En siégeant au Parlement européen, nous pourrons peser, en cohérence avec l'action du gouvernement de Lionel Jospin, afin que l'Europe réponde mieux aux préoccupations des Français.
NR : Après l'Europe économique et l'Europe monétaire, vous privilégiez aujourd'hui l'Europe sociale. Le Kosovo a pourtant mis en évidence la faiblesse de l'Europe en matière de politique étrangère et de défense commune.
FH : Les deux objectifs ne sont nullement incompatibles.
Le sommet franco-allemand de Toulouse a permis de faire déboucher à Cologne une politique européenne de défense, fondée sur la constitution d'une capacité autonome d'intervention par rapport à l'OTAN. C'est la première leçon de la crise du Kosovo.
Il n'en demeure pas moins que l'Europe sociale reste la priorité des socialistes et des sociaux-démocrates européens. Car c'est cela, répondre aux préoccupations quotidienne de nos concitoyens.
C'est pourquoi nous souhaitons négocier un traité social qui ait la même force contraignante que les traités économiques et monétaires, que nous voulons un pacte européen pour l'emploi, qu'il faut engager des baisses ciblées de la TVA et lancer des grands travaux européens.
NR : Entre l'Europe des régions et l'Europe des États, l'Europe fédérale, vous plaidez pour une fédération d'États-nations.
FH : L'Europe est par définition une construction atypique, qui ne rentre pas dans les schémas classiques. Ce qui compte, à mes yeux, c'est que l'Union européenne puisse décider efficacement des politiques qui relèvent du niveau européen.
Pour cela, il faut élargir le recours au vote à la majorité, renforcer le rôle du Parlement européen pour qu'il joue pleinement son rôle de colégislateur et de contrôle de la commission.
Le Figaro - 11 juin 1999
Le Figaro : Pensez-vous sincèrement qu'une liste composée de socialistes, de radicaux et de chevénementistes puisse défendre une conception cohérente de l'Europe ?
François Hollande : « Le gouvernement de Lionel Jospin a une politique européenne cohérente et pourtant sa composition est plurielle. Pourquoi notre liste ne présenterait-elle pas le même caractère ? Le projet que nous défendons est celui d'une Europe qui donne enfin sa place aux seuls enjeux qui vaillent : l'emploi, la cohésion sociale et l'affirmation politique de l'Union. Nous n'avons souffert, dans cette campagne, ni d'une absence de mobilisation des différentes composantes de cette liste, ni de contradiction de propos parce que chacun avait bien compris que c'est l'Europe de l'avenir qu'il fallait préparer. »
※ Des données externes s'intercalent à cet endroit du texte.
use serde::{Deserialize, Serialize};

/// An account as returned by the API's user endpoints.
#[derive(Clone, Debug, Default, PartialEq, Eq, Serialize, Deserialize)]
pub struct User {
    pub id: i64,
    #[serde(default)]
    pub username: String,
    #[serde(default)]
    pub email: String,
    #[serde(default)]
    pub first_name: String,
    #[serde(default)]
    pub last_name: String,
}

impl User {
    /// `"first last"` with surrounding whitespace removed; empty when neither is set.
    pub fn full_name(&self) -> String {
        format!("{} {}", self.first_name, self.last_name)
            .trim()
            .to_string()
    }
}

#[derive(Clone, Debug, Serialize, Deserialize)]
pub struct LoginReq {
    pub username: String,
    pub password: String,
}

#[derive(Clone, Debug, Serialize, Deserialize)]
pub struct LoginRes {
    pub user: User,
}

/// Body of `GET /user/`.
///
/// Older deployments return the bare user object instead of wrapping it.
#[derive(Clone, Debug, Serialize, Deserialize)]
#[serde(untagged)]
pub enum CurrentUserRes {
    Wrapped { user: User },
    Bare(User),
}

impl CurrentUserRes {
    pub fn into_user(self) -> User {
        match self {
            CurrentUserRes::Wrapped { user } => user,
            CurrentUserRes::Bare(user) => user,
        }
    }
}

/// Error body the API returns alongside non-2xx statuses.
#[derive(Clone, Debug, Default, Serialize, Deserialize)]
pub struct ErrorRes {
    #[serde(default)]
    pub error: Option<String>,
}

/// The authenticated user for one editing session.
///
/// Passed explicitly to whatever needs to know who is signed in, instead of living in
/// process-wide state.
#[derive(Clone, Debug, Default, PartialEq, Eq)]
pub struct Session {
    user: Option<User>,
}

impl Session {
    pub fn anonymous() -> Self {
        Self { user: None }
    }

    pub fn authenticated(user: User) -> Self {
        Self { user: Some(user) }
    }

    pub fn user(&self) -> Option<&User> {
        self.user.as_ref()
    }

    pub fn is_authenticated(&self) -> bool {
        self.user.is_some()
    }

    /// Name shown in the header: full name, else username, else "anonymous".
    pub fn display_name(&self) -> String {
        match &self.user {
            Some(user) => {
                let full = user.full_name();
                if full.is_empty() {
                    user.username.clone()
                } else {
                    full
                }
            }
            None => "anonymous".to_string(),
        }
    }
}
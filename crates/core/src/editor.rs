//! Edit session over one patient record.
//!
//! [`RecordEditor`] keeps the record as loaded next to the working copy so a save only sends
//! what changed. Derived fields are maintained here: writes to a receptor status recompute
//! `tnbc_status`, and `age` is rendered from `date_of_birth` on display.

use chrono::NaiveDate;
use ctomop_types::{NonEmptyText, PersonId};

use crate::constants::{
    AGE_FIELD, CITY_FIELD, DATE_OF_BIRTH_FIELD, DISEASE_FIELD, GENETIC_MUTATIONS_FIELD,
    REGION_FIELD, TNBC_STATUS_FIELD,
};
use crate::derived::{apply_tnbc, compute_age_from_str, is_tnbc_input, parse_date};
use crate::disease::ClinicalCategory;
use crate::fields::{lookup_field, ControlType};
use crate::mutation::{
    gene_option, mutation_options, on_gene_change, MutationEntry, INTERPRETATION_OPTIONS,
    ORIGIN_OPTIONS,
};
use crate::record::{FieldValue, PatientRecord};
use crate::therapy::therapy_display_options;
use crate::{RecordError, RecordResult};

/// Editable part of a mutation entry other than its gene.
#[derive(Clone, Copy, Debug, PartialEq, Eq)]
pub enum MutationField {
    Mutation,
    Origin,
    Interpretation,
}

impl std::str::FromStr for MutationField {
    type Err = String;

    fn from_str(s: &str) -> Result<Self, Self::Err> {
        match s.trim().to_ascii_lowercase().as_str() {
            "mutation" => Ok(MutationField::Mutation),
            "origin" => Ok(MutationField::Origin),
            "interpretation" => Ok(MutationField::Interpretation),
            other => Err(format!("unknown mutation field: {other:?}")),
        }
    }
}

/// Splits a display name at the first space into first and last name.
///
/// `"Mary Ann Smith"` becomes `("Mary", "Ann Smith")`; a single word has an empty last name.
pub fn split_name(name: &str) -> (String, String) {
    let name = name.trim();
    match name.split_once(' ') {
        Some((first, last)) => (first.to_string(), last.trim().to_string()),
        None => (name.to_string(), String::new()),
    }
}

#[derive(Clone, Debug)]
pub struct RecordEditor {
    person_id: PersonId,
    original: PatientRecord,
    edited: PatientRecord,
    original_name: String,
    edited_name: String,
}

impl RecordEditor {
    pub fn new(person_id: PersonId, record: PatientRecord, display_name: impl Into<String>) -> Self {
        let display_name = display_name.into();
        Self {
            person_id,
            original: record.clone(),
            edited: record,
            original_name: display_name.clone(),
            edited_name: display_name,
        }
    }

    pub fn person_id(&self) -> PersonId {
        self.person_id
    }

    /// Working copy including unsaved edits.
    pub fn record(&self) -> &PatientRecord {
        &self.edited
    }

    /// Record as last loaded or saved.
    pub fn original(&self) -> &PatientRecord {
        &self.original
    }

    /// Category of the working copy's current disease label.
    pub fn category(&self) -> ClinicalCategory {
        ClinicalCategory::classify(self.edited.text(DISEASE_FIELD))
    }

    pub fn display_name(&self) -> &str {
        &self.edited_name
    }

    /// Renames the patient. The new name is saved as first and last name.
    ///
    /// # Errors
    ///
    /// Returns `RecordError::InvalidInput` for a blank name.
    pub fn set_display_name(&mut self, name: &str) -> RecordResult<()> {
        let name = NonEmptyText::new(name).map_err(|e| RecordError::InvalidInput(e.to_string()))?;
        self.edited_name = name.as_str().to_string();
        Ok(())
    }

    /// Stores `value` under `key`.
    ///
    /// Changing the disease never clears fields of other categories. Changing a receptor
    /// status recomputes the triple-negative flag.
    ///
    /// # Errors
    ///
    /// Returns `RecordError::DerivedField` for `age` and `tnbc_status`.
    pub fn set_field(&mut self, key: &str, value: impl Into<FieldValue>) -> RecordResult<()> {
        if is_derived(key) {
            return Err(RecordError::DerivedField(key.to_string()));
        }
        self.edited.set(key, value);
        if is_tnbc_input(key) {
            apply_tnbc(&mut self.edited);
        }
        Ok(())
    }

    /// Clears `key`, keeping it in the record as an explicit null.
    pub fn clear_field(&mut self, key: &str) -> RecordResult<()> {
        self.set_field(key, FieldValue::Null)
    }

    /// Parses raw user input according to the field's control and stores it.
    ///
    /// Only fields rendered for the current category can be set this way. Empty input clears
    /// the field.
    ///
    /// # Errors
    ///
    /// Returns `UnknownField`, `DerivedField`, `InvalidNumber`, `InvalidDate` or
    /// `NotInVocabulary` depending on what is wrong with the input. Mutation lists are edited
    /// through the mutation operations and give `InvalidInput`.
    pub fn set_from_input(&mut self, key: &str, raw: &str) -> RecordResult<()> {
        let category = self.category();
        let field =
            lookup_field(category, key).ok_or_else(|| RecordError::UnknownField(key.to_string()))?;
        if field.read_only {
            return Err(RecordError::DerivedField(key.to_string()));
        }

        let raw = raw.trim();
        if raw.is_empty() {
            return self.clear_field(key);
        }

        let value = match field.control {
            ControlType::Text => FieldValue::from(raw),
            ControlType::Number => parse_number(raw).ok_or_else(|| RecordError::InvalidNumber {
                field: key.to_string(),
                value: raw.to_string(),
            })?,
            ControlType::Date => {
                let date = parse_date(raw).ok_or_else(|| RecordError::InvalidDate {
                    field: key.to_string(),
                    value: raw.to_string(),
                })?;
                FieldValue::Text(date.format("%Y-%m-%d").to_string())
            }
            ControlType::Select(options) => {
                ensure_allowed(key, raw, options.iter().copied())?;
                FieldValue::from(raw)
            }
            ControlType::Therapy(line) => {
                let options = therapy_display_options(category, line, self.edited.text(key));
                ensure_allowed(key, raw, options.iter().map(String::as_str))?;
                FieldValue::from(raw)
            }
            ControlType::MutationList => {
                return Err(RecordError::InvalidInput(format!(
                    "{key} is a list; edit its entries individually"
                )))
            }
        };
        self.set_field(key, value)
    }

    pub fn mutations(&self) -> &[MutationEntry] {
        self.edited.mutations(GENETIC_MUTATIONS_FIELD)
    }

    /// Appends an empty mutation entry and returns its index.
    ///
    /// Fails without touching the record when `genetic_mutations` holds something other
    /// than a list of entries.
    pub fn add_mutation(&mut self) -> RecordResult<usize> {
        let entries = self.edited.mutations_mut(GENETIC_MUTATIONS_FIELD)?;
        entries.push(MutationEntry::default());
        Ok(entries.len() - 1)
    }

    pub fn remove_mutation(&mut self, index: usize) -> RecordResult<MutationEntry> {
        self.check_mutation_index(index)?;
        Ok(self.edited.mutations_mut(GENETIC_MUTATIONS_FIELD)?.remove(index))
    }

    /// Sets an entry's gene. The entry's mutation is always cleared.
    ///
    /// Genes match the vocabulary regardless of case, so stored lowercase symbols such as
    /// `brca1` are accepted and kept as entered.
    pub fn set_mutation_gene(&mut self, index: usize, gene: &str) -> RecordResult<()> {
        let gene = gene.trim();
        if !gene.is_empty() && gene_option(gene).is_none() {
            return Err(RecordError::NotInVocabulary {
                field: "gene".to_string(),
                value: gene.to_string(),
            });
        }
        on_gene_change(self.mutation_at(index)?, gene);
        Ok(())
    }

    /// Sets the mutation, origin or interpretation of an entry.
    ///
    /// The mutation must belong to the entry's gene. Empty input clears the part.
    pub fn set_mutation_field(
        &mut self,
        index: usize,
        field: MutationField,
        value: &str,
    ) -> RecordResult<()> {
        let value = value.trim();
        let entry = self.mutation_at(index)?;
        if !value.is_empty() {
            match field {
                MutationField::Mutation => {
                    ensure_allowed("mutation", value, mutation_options(&entry.gene).iter().copied())?
                }
                MutationField::Origin => {
                    ensure_allowed("origin", value, ORIGIN_OPTIONS.iter().copied())?
                }
                MutationField::Interpretation => {
                    ensure_allowed("interpretation", value, INTERPRETATION_OPTIONS.iter().copied())?
                }
            }
        }
        let slot = match field {
            MutationField::Mutation => &mut entry.mutation,
            MutationField::Origin => &mut entry.origin,
            MutationField::Interpretation => &mut entry.interpretation,
        };
        *slot = value.to_string();
        Ok(())
    }

    /// Fills city and region from a postal-code lookup.
    pub fn apply_place(&mut self, city: &str, region: &str) {
        self.edited.set(CITY_FIELD, city);
        self.edited.set(REGION_FIELD, region);
    }

    /// Sparse update payload for the record.
    pub fn changes(&self) -> PatientRecord {
        self.edited.changes_since(&self.original)
    }

    /// First and last name to send when the display name was edited.
    pub fn name_change(&self) -> Option<(String, String)> {
        if self.edited_name.trim() == self.original_name.trim() {
            return None;
        }
        Some(split_name(&self.edited_name))
    }

    pub fn has_changes(&self) -> bool {
        !self.changes().is_empty() || self.name_change().is_some()
    }

    /// Makes the current edits the new baseline after a successful save.
    pub fn mark_saved(&mut self) {
        self.original = self.edited.clone();
        self.original_name = self.edited_name.clone();
    }

    /// Read-only rendering of a field, computing `age` from the date of birth.
    pub fn display_value(&self, key: &str, today: NaiveDate) -> String {
        if key == AGE_FIELD {
            return self
                .edited
                .text(DATE_OF_BIRTH_FIELD)
                .and_then(|dob| compute_age_from_str(dob, today))
                .map(|age| age.to_string())
                .unwrap_or_default();
        }
        self.edited
            .get(key)
            .map(FieldValue::display)
            .unwrap_or_default()
    }

    fn check_mutation_index(&self, index: usize) -> RecordResult<()> {
        if index < self.mutations().len() {
            Ok(())
        } else {
            Err(RecordError::MutationIndex(index))
        }
    }

    fn mutation_at(&mut self, index: usize) -> RecordResult<&mut MutationEntry> {
        self.check_mutation_index(index)?;
        self.edited
            .mutations_mut(GENETIC_MUTATIONS_FIELD)?
            .get_mut(index)
            .ok_or(RecordError::MutationIndex(index))
    }
}

fn is_derived(key: &str) -> bool {
    key == AGE_FIELD || key == TNBC_STATUS_FIELD
}

fn parse_number(raw: &str) -> Option<FieldValue> {
    if let Ok(i) = raw.parse::<i64>() {
        return Some(FieldValue::Integer(i));
    }
    raw.parse::<f64>()
        .ok()
        .filter(|n| n.is_finite())
        .map(FieldValue::Number)
}

fn ensure_allowed<'a>(
    field: &str,
    value: &str,
    mut options: impl Iterator<Item = &'a str>,
) -> RecordResult<()> {
    if options.any(|option| option == value) {
        Ok(())
    } else {
        Err(RecordError::NotInVocabulary {
            field: field.to_string(),
            value: value.to_string(),
        })
    }
}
Le Figaro : Mais à Strasbourg, entre ces différentes composantes, saurez-vous maintenir une cohérence particulièrement au moment du débat sur la réforme institutionnelle de l'Union ?
- « Nous siégerons dans le même groupe, celui des socialistes européens. S'agissant des institutions, j'ai considéré que ce n'était pas le sujet majeur. Il y aura nécessairement une adaptation avant l'élargissement. Cette réforme devra s'articuler autour de trois principes : élargir les domaines où le conseil des ministres peut intervenir à la majorité qualifiée, resserrer la composition de la Commission européenne, renforcer les pouvoirs du Parlement européen. Je souhaite même aller jusqu'à une Commission européenne afin de clarifier les compétences de l'Union par rapport aux États. Je ne vois pas qui pourrait ne pas souhaiter cette évolution. »
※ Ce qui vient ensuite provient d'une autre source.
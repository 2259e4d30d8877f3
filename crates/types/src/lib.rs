//! Validated primitive types shared by the record editor crates.

/// Errors that can occur when creating validated primitive types.
#[derive(Debug, thiserror::Error, PartialEq, Eq)]
pub enum TextError {
    /// The input text was empty or contained only whitespace
    #[error("Text cannot be empty")]
    Empty,
    /// The input was not a five digit US zip code
    #[error("zip code must be exactly 5 digits: {0:?}")]
    InvalidZipCode(String),
}

/// A string type that guarantees non-empty content.
///
/// This type wraps a `String` and ensures it contains at least one non-whitespace character.
/// The input is automatically trimmed of leading and trailing whitespace during construction.
#[derive(Debug, Clone, PartialEq, Eq)]
pub struct NonEmptyText(String);

impl NonEmptyText {
    /// Creates a new `NonEmptyText` from the given input.
    ///
    /// The input is trimmed of leading and trailing whitespace. If the trimmed
    /// result is empty, an error is returned.
    pub fn new(input: impl AsRef<str>) -> Result<Self, TextError> {
        let trimmed = input.as_ref().trim();
        if trimmed.is_empty() {
            return Err(TextError::Empty);
        }
        Ok(Self(trimmed.to_owned()))
    }

    /// Returns the inner string as a string slice.
    pub fn as_str(&self) -> &str {
        &self.0
    }
}

impl std::fmt::Display for NonEmptyText {
    fn fmt(&self, f: &mut std::fmt::Formatter<'_>) -> std::fmt::Result {
        write!(f, "{}", self.0)
    }
}

impl AsRef<str> for NonEmptyText {
    fn as_ref(&self) -> &str {
        &self.0
    }
}

impl serde::Serialize for NonEmptyText {
    fn serialize<S>(&self, serializer: S) -> Result<S::Ok, S::Error>
    where
        S: serde::Serializer,
    {
        serializer.serialize_str(&self.0)
    }
}

impl<'de> serde::Deserialize<'de> for NonEmptyText {
    fn deserialize<D>(deserializer: D) -> Result<Self, D::Error>
    where
        D: serde::Deserializer<'de>,
    {
        let s = String::deserialize(deserializer)?;
        NonEmptyText::new(&s).map_err(serde::de::Error::custom)
    }
}

/// A well-formed five digit US zip code.
///
/// Only values of this type are ever sent to the postal-code lookup service.
#[derive(Debug, Clone, PartialEq, Eq, Hash)]
pub struct ZipCode(String);

impl ZipCode {
    /// Parses a zip code, trimming surrounding whitespace.
    ///
    /// ZIP+4 forms (`12345-6789`) are rejected; the lookup service only takes the base code.
    pub fn parse(input: impl AsRef<str>) -> Result<Self, TextError> {
        let trimmed = input.as_ref().trim();
        if trimmed.len() == 5 && trimmed.bytes().all(|b| b.is_ascii_digit()) {
            Ok(Self(trimmed.to_owned()))
        } else {
            Err(TextError::InvalidZipCode(trimmed.to_owned()))
        }
    }

    pub fn as_str(&self) -> &str {
        &self.0
    }
}

impl std::fmt::Display for ZipCode {
    fn fmt(&self, f: &mut std::fmt::Formatter<'_>) -> std::fmt::Result {
        f.write_str(&self.0)
    }
}

/// Identifier of a person/patient as assigned by the records API.
#[derive(Debug, Clone, Copy, PartialEq, Eq, PartialOrd, Ord, Hash, serde::Serialize, serde::Deserialize)]
#[serde(transparent)]
pub struct PersonId(pub i64);

impl std::fmt::Display for PersonId {
    fn fmt(&self, f: &mut std::fmt::Formatter<'_>) -> std::fmt::Result {
        write!(f, "{}", self.0)
    }
}

impl std::str::FromStr for PersonId {
    type Err = std::num::ParseIntError;

    fn from_str(s: &str) -> Result<Self, Self::Err> {
        s.trim().parse::<i64>().map(PersonId)
    }
}
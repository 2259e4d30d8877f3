use ctomop_core::PatientRecord;
use ctomop_types::PersonId;
use serde::{Deserialize, Serialize};

use crate::auth::User;

/// One row of `GET /patient-info/`.
#[derive(Clone, Debug, PartialEq, Serialize, Deserialize)]
pub struct PatientSummary {
    pub person_id: PersonId,
    #[serde(default)]
    pub patient_name: String,
    #[serde(default)]
    pub age: Option<i32>,
    #[serde(default)]
    pub disease: Option<String>,
    #[serde(default)]
    pub stage: Option<String>,
    #[serde(default)]
    pub updated_at: Option<String>,
}

/// Body of `GET /patient-info/{id}/`.
#[derive(Clone, Debug, Serialize, Deserialize)]
pub struct PatientDetailRes {
    pub patient_info: PatientRecord,
    #[serde(default)]
    pub user: Option<User>,
}

/// Body of `PATCH /user/`.
#[derive(Clone, Debug, PartialEq, Eq, Serialize, Deserialize)]
pub struct UpdateNameReq {
    pub first_name: String,
    pub last_name: String,
}

#[derive(Clone, Debug, Serialize, Deserialize)]
pub struct BulkDeleteReq {
    pub person_ids: Vec<PersonId>,
}

#[derive(Clone, Debug, Default, PartialEq, Eq, Serialize, Deserialize)]
pub struct BulkDeleteRes {
    #[serde(default)]
    pub success: bool,
    #[serde(default)]
    pub deleted_count: u64,
    #[serde(default)]
    pub errors: Vec<String>,
}

/// Name shown for a patient in the editor header.
///
/// Full name of the linked account, else its username, else `Patient {id}`.
pub fn display_name_for(user: Option<&User>, person_id: PersonId) -> String {
    if let Some(user) = user {
        let full = user.full_name();
        if !full.is_empty() {
            return full;
        }
        if !user.username.trim().is_empty() {
            return user.username.clone();
        }
    }
    format!("Patient {person_id}")
}
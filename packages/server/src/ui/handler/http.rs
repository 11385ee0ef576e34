//! HTTP API endpoint handlers.

use std::sync::Arc;

use axum::{
    Json,
    extract::{Path, State},
};

use crate::{
    domain::ChamaId,
    infrastructure::dto::http::{ConnectionsDto, OnlineMembersDto, RegistryEntryDto, RoomEntryDto},
    ui::state::AppState,
};

/// Health check endpoint
pub async fn health_check() -> Json<serde_json::Value> {
    Json(serde_json::json!({"status": "ok"}))
}

/// Users of a chama that currently have a socket subscribed to its room.
///
/// A non-numeric `chama_id` is rejected by the `Path` extractor with 400.
pub async fn get_online_members(
    State(state): State<Arc<AppState>>,
    Path(chama_id): Path<i64>,
) -> Json<OnlineMembersDto> {
    let chama_id = ChamaId::new(chama_id);
    let members = state.get_online_members_usecase.execute(chama_id).await;

    // Domain Model から DTO への変換
    Json(OnlineMembersDto {
        chama_id: chama_id.value(),
        online_user_ids: members.into_iter().map(|id| id.value()).collect(),
    })
}

/// Debug endpoint to get the current registry and room index (for testing purposes)
pub async fn debug_connections(State(state): State<Arc<AppState>>) -> Json<ConnectionsDto> {
    let snapshot = state.connection_manager.snapshot().await;

    Json(ConnectionsDto {
        registry: snapshot
            .registry
            .into_iter()
            .map(|(user_id, connection_id)| RegistryEntryDto {
                user_id: user_id.value(),
                connection_id: connection_id.to_string(),
            })
            .collect(),
        rooms: snapshot
            .rooms
            .into_iter()
            .map(|(chama_id, connections)| RoomEntryDto {
                chama_id: chama_id.value(),
                connection_ids: connections.iter().map(ToString::to_string).collect(),
            })
            .collect(),
    })
}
Le Figaro : Dans la confusion du débat entre les différentes listes en compétition, croyez-vous que votre message ait été identifié ?
- « Quel est ce message ? Mettre l'Europe sur ses véritables priorités, l'emploi, la croissance, le social. Je pense que nous avons été entendus. Donner plus de force encore à l'action du gouvernement Jospin en Europe. À travers le débat entre socialistes européens, chacun comprend bien qu'il est nécessaire que la voix des socialistes français et du premier d'entre eux, Lionel Jospin, soit davantage écoutée et prise en compte. Enfin, promouvoir une Europe de la volonté. Nous n'avons pas voulu mener une campagne européenne pour le plaisir de parler, pour émettre des slogans sans lendemain ou prendre date par rapport à une autre échéance. Nous, nous avons voulu faire du 13 juin une élection utile. Utile à l'Europe en la faisant avancer d'un pas plus ferme vers ses objectifs politiques et sociaux ; utile au Gouvernement qui a une conception de l'Europe à faire prévaloir ; utile aux Français parce que l'Europe est une part de leur avenir. Il serait légitime qu'ils s'en préoccupent davantage. Dans l'abstention se trouvent ceux qui sont indifférents à la construction européenne, mais se réfugient aussi les déçus de l'Europe. C'est à ceux-là qu'il faut s'adresser au-delà même du 13 juin. »
Le Figaro : Vous réservez votre ironie à la droite et vos attaques les plus cinglantes à l'extrême gauche. Parce que là est le vrai danger ?
- « Non, c'est une question de morale politique. J'admets toutes les critiques qui peuvent être portées sur la majorité plurielle. Je reconnais les efforts qu'il faut encore faire en matière de lutte contre le chômage et les inégalités. Mais je n'admets pas que l'on puisse mettre sur le même pied d'égalité la gauche et la droite. Ça, c'est le discours des populistes, de ceux qui veulent utiliser toutes les ressources de la démagogie, de l'antiparlementarisme. On ne peut pas proclamer la légitimité de la révolution et ne pas voter les réformes utiles ! »
Le Figaro : Pensez-vous que les élections européennes vont modifier le paysage politique français, changer les équilibres à gauche et à droite ?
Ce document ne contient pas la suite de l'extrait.